• [The problem]:
Copy the line with "node.process(&mut ctx, &[Some(&x)], &mut out);" and all lines following it through the last line of the entries, exactly as written.

Start of Source material

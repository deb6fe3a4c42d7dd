//! `delay`/`sdelay`: ring-buffer delay lines (spec §4.3).
//!
//! `delay`'s maximum length (the `size` property) can change after the node
//! is already live on the audio thread, so a resize is not applied in
//! place — it's handed off through an internal SPSC queue the same way
//! `elementary_runtime`'s render-sequence swap hands off a whole new
//! `Task` (see `elementary_primitives::spsc`); the audio thread adopts the
//! newest pending buffer at the top of the next `process` call rather than
//! reallocating mid-block.

use elementary_primitives::{SpscConsumer, SpscProducer, SpscQueue, Value};

use crate::error::ErrorCode;
use crate::node::{input_or_silence, Event, GraphNode, NodeContext, PropertyContext, PropertyMap};

struct Ring {
    data: Vec<f32>,
    write: usize,
}
impl Ring {
    fn new(len: usize) -> Self {
        Self {
            data: vec![0.0; len.max(1)],
            write: 0,
        }
    }
    fn read(&self, delay_samples: usize) -> f32 {
        let len = self.data.len();
        let read = (self.write + len - delay_samples.min(len - 1)) % len;
        self.data[read]
    }
    fn write_sample(&mut self, input: f32) {
        let len = self.data.len();
        self.data[self.write] = input;
        self.write = (self.write + 1) % len;
    }
}

/// `delay(length, feedback, x)`: a feedback comb delay line. `size` sets the
/// ring's capacity in samples; input0 is the read offset within that ring
/// (so the delay time can itself be modulated up to the current capacity),
/// input1 is the feedback coefficient, and input2 is the signal to delay.
pub struct DelayNode {
    ring: Ring,
    resize_tx: SpscProducer<usize>,
    resize_rx: SpscConsumer<usize>,
    props: PropertyMap,
}
impl DelayNode {
    pub fn new() -> Self {
        let (resize_tx, resize_rx) = SpscQueue::new::<usize>(4);
        let mut props = PropertyMap::new();
        props.set("size", Value::Number(0.0));
        Self {
            ring: Ring::new(1),
            resize_tx,
            resize_rx,
            props,
        }
    }
}
impl GraphNode for DelayNode {
    fn kind(&self) -> &'static str {
        "delay"
    }
    fn min_inputs(&self) -> usize {
        3
    }
    fn set_property(&mut self, _ctx: &PropertyContext, key: &str, value: &Value) -> Result<(), ErrorCode> {
        if key != "size" {
            return Err(ErrorCode::InvalidPropertyValue);
        }
        let size = value.as_usize().ok_or(ErrorCode::InvalidPropertyType)?;
        let _ = self.resize_tx.push(size.max(1));
        self.props.set("size", value.clone());
        Ok(())
    }
    fn properties(&self) -> &PropertyMap {
        &self.props
    }
    fn process(&mut self, ctx: &mut NodeContext, inputs: &[Option<&[f32]>], output: &mut [f32]) {
        if let Some(new_len) = self.resize_rx.pop_latest() {
            self.ring = Ring::new(new_len);
        }
        let silence = vec![0.0f32; ctx.block_size];
        let length = input_or_silence(inputs, 0, &silence);
        let feedback = input_or_silence(inputs, 1, &silence);
        let x = input_or_silence(inputs, 2, &silence);
        for i in 0..output.len() {
            let samples = length[i].max(0.0) as usize;
            let delayed = self.ring.read(samples);
            self.ring.write_sample(x[i] + feedback[i] * delayed);
            output[i] = delayed;
        }
    }
    fn process_events(&mut self, _emit: &mut dyn FnMut(Event)) {}
    fn reset(&mut self) {
        self.ring.data.fill(0.0);
        self.ring.write = 0;
    }
}

/// `sdelay(x)`: a fixed, sample-accurate single-sample-per-block delay
/// buffer whose length is set once at construction time via `size` and never
/// reallocated — the simple counterpart to [`DelayNode`] for callers who
/// don't need runtime resizing.
pub struct SDelayNode {
    ring: Vec<f32>,
    write: usize,
    props: PropertyMap,
}
impl SDelayNode {
    pub fn new() -> Self {
        let mut props = PropertyMap::new();
        props.set("size", Value::Number(1.0));
        Self {
            ring: vec![0.0; 1],
            write: 0,
            props,
        }
    }
}
impl GraphNode for SDelayNode {
    fn kind(&self) -> &'static str {
        "sdelay"
    }
    fn min_inputs(&self) -> usize {
        1
    }
    fn set_property(&mut self, _ctx: &PropertyContext, key: &str, value: &Value) -> Result<(), ErrorCode> {
        if key != "size" {
            return Err(ErrorCode::InvalidPropertyValue);
        }
        let size = value.as_usize().ok_or(ErrorCode::InvalidPropertyType)?;
        self.ring = vec![0.0; size.max(1)];
        self.write = 0;
        self.props.set("size", value.clone());
        Ok(())
    }
    fn properties(&self) -> &PropertyMap {
        &self.props
    }
    fn process(&mut self, ctx: &mut NodeContext, inputs: &[Option<&[f32]>], output: &mut [f32]) {
        let silence = vec![0.0f32; ctx.block_size];
        let x = input_or_silence(inputs, 0, &silence);
        let len = self.ring.len();
        for i in 0..output.len() {
            output[i] = self.ring[self.write];
            self.ring[self.write] = x[i];
            self.write = (self.write + 1) % len;
        }
    }
    fn process_events(&mut self, _emit: &mut dyn FnMut(Event)) {}
    fn reset(&mut self) {
        self.ring.fill(0.0);
        self.write = 0;
    }
}

#[cfg(test)]
mod tests {
    use super::*;

    fn ctx_parts() -> (crate::log::RtLogSender, crate::resource::TapBus) {
        (crate::log::RtLogSender::non_rt(), crate::resource::TapBus::new())
    }

    #[test]
    fn delay_resize_takes_effect_on_next_block() {
        let mut node = DelayNode::new();
        let resources = crate::resource::SharedResourceMap::new();
        let pctx = PropertyContext {
            sample_rate: 48_000,
            block_size: 4,
            resources: &resources,
        };
        node.set_property(&pctx, "size", &Value::Number(4.0)).unwrap();
        let (mut logger, mut tap) = ctx_parts();
        let mut ctx = NodeContext::new(48_000, 4, 0, &mut logger, &mut tap);
        let delay_time = [2.0, 2.0, 2.0, 2.0];
        let feedback = [0.0, 0.0, 0.0, 0.0];
        let x = [1.0, 2.0, 3.0, 4.0];
        let mut out = vec![0.0; 4];
        node.process(&mut ctx, &[Some(&delay_time), Some(&feedback), Some(&x)], &mut out);
        assert_eq!(out, vec![0.0, 0.0, 1.0, 2.0]);
    }

    #[test]
    fn sdelay_round_trips_after_full_buffer_length() {
        let mut node = SDelayNode::new();
        let resources = crate::resource::SharedResourceMap::new();
        let pctx = PropertyContext {
            sample_rate: 48_000,
            block_size: 3,
            resources: &resources,
        };
        node.set_property(&pctx, "size", &Value::Number(3.0)).unwrap();
        let (mut logger, mut tap) = ctx_parts();
        let mut ctx = NodeContext::new(48_000, 3, 0, &mut logger, &mut tap);
        let x = [1.0, 2.0, 3.0];
        let mut out = vec![0.0; 3];
        node.process(&mut ctx, &[Some(&x)], &mut out);
        assert_eq!(out, vec![0.0, 0.0, 0.0]);
        let mut out2 = vec![0.0; 3];
        node.process(&mut ctx, &[Some(&x)], &mut out2);
        assert_eq!(out2, vec![1.0, 2.0, 3.0]);
    }
}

End of Source material

• [Task response]:
        node.process(&mut ctx, &[Some(&x)], &mut out);
        assert_eq!(out, vec![0.0, 0.0, 0.0]);
        let mut out2 = vec![0.0; 3];
        node.process(&mut ctx, &[Some(&x)], &mut out2);
        assert_eq!(out2, vec![1.0, 2.0, 3.0]);
    }
}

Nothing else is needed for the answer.